> EXERCISE AIM:
Report each line from the entries in which "AlertClose" can be found.

Records contained in a dataset:
== == ==

//! Block-level token stream.
//!
//! Block rules push tokens into the stream owned by [`BlockState`]; the
//! renderer reads them once, in order. Tokens are never mutated after they
//! are pushed.
//!
//! [`BlockState`]: crate::block::BlockState

use crate::alert::AlertType;

/// Half-open range of source lines `[start, end)` a token was produced from.
#[derive(Debug, Clone, Copy, PartialEq, Eq, Default)]
pub struct LineRange {
    pub start: usize,
    pub end: usize,
}

impl LineRange {
    #[inline]
    pub const fn new(start: usize, end: usize) -> Self {
        Self { start, end }
    }

    /// Number of lines covered.
    #[inline]
    pub const fn len(&self) -> usize {
        self.end.saturating_sub(self.start)
    }

    #[inline]
    pub const fn is_empty(&self) -> bool {
        self.len() == 0
    }
}

/// A block token.
#[derive(Debug, Clone, PartialEq, Eq)]
pub enum Token {
    /// Start of a paragraph. Hidden paragraphs (tight lists) render no tags.
    ParagraphOpen { hidden: bool },
    /// End of a paragraph.
    ParagraphClose { hidden: bool },

    /// Start of an ATX heading.
    HeadingOpen { level: u8 },
    /// End of an ATX heading.
    HeadingClose { level: u8 },

    /// Inline content awaiting inline parsing at render time.
    Inline { content: String, map: LineRange },

    /// Fenced code block.
    Fence {
        info: String,
        content: String,
        map: LineRange,
    },
    /// Indented code block.
    CodeBlock { content: String, map: LineRange },

    BlockquoteOpen,
    BlockquoteClose,

    BulletListOpen,
    BulletListClose,
    /// Start of an ordered list with its first number.
    OrderedListOpen { start: u32 },
    OrderedListClose,
    ListItemOpen,
    ListItemClose,

    /// Thematic break (`---`).
    ThematicBreak,

    /// Start of an alert block (`:::info`, `:::spoiler Title`, ...).
    AlertOpen {
        /// Validated alert type.
        alert_type: AlertType,
        /// Raw, unescaped title text. `None` when absent.
        title: Option<String>,
        /// Lines from the opening marker up to the closing boundary.
        map: LineRange,
    },
    /// End of an alert block. The owning type is recovered from the
    /// matching [`Token::AlertOpen`].
    AlertClose,
}

impl Token {
    /// Token-kind name, as used for renderer dispatch and debugging.
    pub fn name(&self) -> &'static str {
        match self {
            Self::ParagraphOpen { .. } => "paragraph_open",
            Self::ParagraphClose { .. } => "paragraph_close",
            Self::HeadingOpen { .. } => "heading_open",
            Self::HeadingClose { .. } => "heading_close",
            Self::Inline { .. } => "inline",
            Self::Fence { .. } => "fence",
            Self::CodeBlock { .. } => "code_block",
            Self::BlockquoteOpen => "blockquote_open",
            Self::BlockquoteClose => "blockquote_close",
            Self::BulletListOpen => "bullet_list_open",
            Self::BulletListClose => "bullet_list_close",
            Self::OrderedListOpen { .. } => "ordered_list_open",
            Self::OrderedListClose => "ordered_list_close",
            Self::ListItemOpen => "list_item_open",
            Self::ListItemClose => "list_item_close",
            Self::ThematicBreak => "hr",
            Self::AlertOpen { .. } => "alert_open",
            Self::AlertClose => "alert_close",
        }
    }

    /// Nesting delta: `1` opens a container, `-1` closes one, `0` is a leaf.
    pub fn nesting(&self) -> i8 {
        match self {
            Self::ParagraphOpen { .. }
            | Self::HeadingOpen { .. }
            | Self::BlockquoteOpen
            | Self::BulletListOpen
            | Self::OrderedListOpen { .. }
            | Self::ListItemOpen
            | Self::AlertOpen { .. } => 1,
            Self::ParagraphClose { .. }
            | Self::HeadingClose { .. }
            | Self::BlockquoteClose
            | Self::BulletListClose
            | Self::OrderedListClose
            | Self::ListItemClose
            | Self::AlertClose => -1,
            Self::Inline { .. }
            | Self::Fence { .. }
            | Self::CodeBlock { .. }
            | Self::ThematicBreak => 0,
        }
    }

    /// The alert type, if this is an alert opener.
    #[inline]
    pub fn alert_type(&self) -> Option<AlertType> {
        match self {
            Self::AlertOpen { alert_type, .. } => Some(*alert_type),
            _ => None,
        }
    }

    /// The raw alert title, if this is an alert opener carrying one.
    #[inline]
    pub fn alert_title(&self) -> Option<&str> {
        match self {
            Self::AlertOpen { title, .. } => title.as_deref(),
            _ => None,
        }
    }

    /// Source line range, for tokens that record one.
    pub fn map(&self) -> Option<LineRange> {
        match self {
            Self::Inline { map, .. }
            | Self::Fence { map, .. }
            | Self::CodeBlock { map, .. }
            | Self::AlertOpen { map, .. } => Some(*map),
            _ => None,
        }
    }
}

#[cfg(test)]
mod tests {
    use super::*;

    #[test]
    fn test_alert_accessors() {
        let open = Token::AlertOpen {
            alert_type: AlertType::Spoiler,
            title: Some("Plot twist".to_string()),
            map: LineRange::new(0, 3),
        };
        assert_eq!(open.name(), "alert_open");
        assert_eq!(open.nesting(), 1);
        assert_eq!(open.alert_type(), Some(AlertType::Spoiler));
        assert_eq!(open.alert_title(), Some("Plot twist"));
        assert_eq!(open.map(), Some(LineRange::new(0, 3)));

        assert_eq!(Token::AlertClose.name(), "alert_close");
        assert_eq!(Token::AlertClose.nesting(), -1);
        assert_eq!(Token::AlertClose.alert_type(), None);
    }

    #[test]
    fn test_line_range_len() {
        assert_eq!(LineRange::new(2, 5).len(), 3);
        assert!(LineRange::new(4, 4).is_empty());
    }
}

== == ==

> EXERCISE ANSWER:
    AlertClose,
            Self::AlertClose => "alert_close",
            | Self::AlertClose => -1,
        assert_eq!(Token::AlertClose.name(), "alert_close");
        assert_eq!(Token::AlertClose.nesting(), -1);
        assert_eq!(Token::AlertClose.alert_type(), None);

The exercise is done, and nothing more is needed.